Spero aliquem mihi dicere posse.
Translation: “I hope someone can tell me.”
The earliest mention of someone living in Melksham’s Spero Lodge that I can find is in the 1861 census and even then it’s not directly titled “Spero Lodge” until you read an 1875 Wiltshire Times article that mentions the widowed occupant whose servant was helpful in getting a former Methodist preacher from Hilperton arrested for vagrancy.
Elizabeth (Tyler) Barling, a Quaker from Kent, was widowed at the age of 23 when her husband, Peter, a 27-year-old Kensington chemist and druggist, died two weeks before Christmas in 1830.

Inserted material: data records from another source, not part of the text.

// ============================================================================
// Tests
// ============================================================================
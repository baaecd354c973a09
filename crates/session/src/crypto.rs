//! AES-ECB decryption of encrypted event ranges.

use aes::{Aes128, Aes192, Aes256};
use ecb::cipher::{BlockDecryptMut, InvalidLength, KeyInit, block_padding::Pkcs7};

use crate::{Result, SessionError};

/// Decrypt whole blocks under AES-ECB and strip PKCS7 padding.
///
/// The key length selects the cipher: 16, 24 or 32 bytes.
///
/// # Errors
/// `DecryptionFailure` for any other key length, a ciphertext that is not a
/// whole number of blocks, or invalid padding.
pub fn decrypt(key: &[u8], ciphertext: &[u8]) -> Result<Vec<u8>> {
    let invalid_key = |_: InvalidLength| SessionError::DecryptionFailure("invalid key".to_string());
    let plaintext = match key.len() {
        16 => ecb::Decryptor::<Aes128>::new_from_slice(key)
            .map_err(invalid_key)?
            .decrypt_padded_vec_mut::<Pkcs7>(ciphertext),
        24 => ecb::Decryptor::<Aes192>::new_from_slice(key)
            .map_err(invalid_key)?
            .decrypt_padded_vec_mut::<Pkcs7>(ciphertext),
        32 => ecb::Decryptor::<Aes256>::new_from_slice(key)
            .map_err(invalid_key)?
            .decrypt_padded_vec_mut::<Pkcs7>(ciphertext),
        len => {
            return Err(SessionError::DecryptionFailure(format!(
                "unsupported key length {len}"
            )));
        }
    };
    plaintext.map_err(|_| {
        SessionError::DecryptionFailure(format!(
            "bad padding in {} byte range",
            ciphertext.len()
        ))
    })
}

They’d been married only two years. Considering his business was located on Kensington High Street, and he left her with a pension and dividends that allowed her independence until her death at the age of 68, it’s no wonder she could afford to live in a substantial home on sprawling grounds.
How or why she moved to Melksham in the 1850s with no apparent family ties isn’t defined but may have to do with the strong Quaker influence here at the time.
I don’t know when Spero Lodge was built on the grounds we now view as Melksham Hospital but when the site was listed for auction in 1881, the home was described as being a substantially built dwelling house with garden.
Even though Elizabeth Barling had lived there before her death at the end of 1875, the property was owned by W H Long and the auction was not part of her estate. The Long family owned vast properties in the area and when Ellen (Thresher) Wrey (of the Long family) died, her portfolio was divided between two Long family factions. One side went to Rood Ashton and the other to Melksham. The Melksham side went bankrupt and this resulted in a mass property-holding meltdown.
James Usher had been renting Spero Lodge; he was a timber merchant who had a concession of coach building with Hurn Brothers and became quite a successful businessman with several employees at Steam Saw Mills at Melksham Railway Station since 1872. He eventually became owner of the property, but it’s not clear if it was at the 1881 auction.
Usher was well liked and regarded in town, was a town councillor for several years and served on the Board of Guardians; among many charitable acts, he opened a Blanket Fund. He married Jane Stockwell in 1860; they had no children.
Possibly commissioned by Usher, Alexander Gough Smith erected new buildings at Spero Lodge in 1896 – the buildings that posters on Facebook lament their emptiness-turned-dereliction.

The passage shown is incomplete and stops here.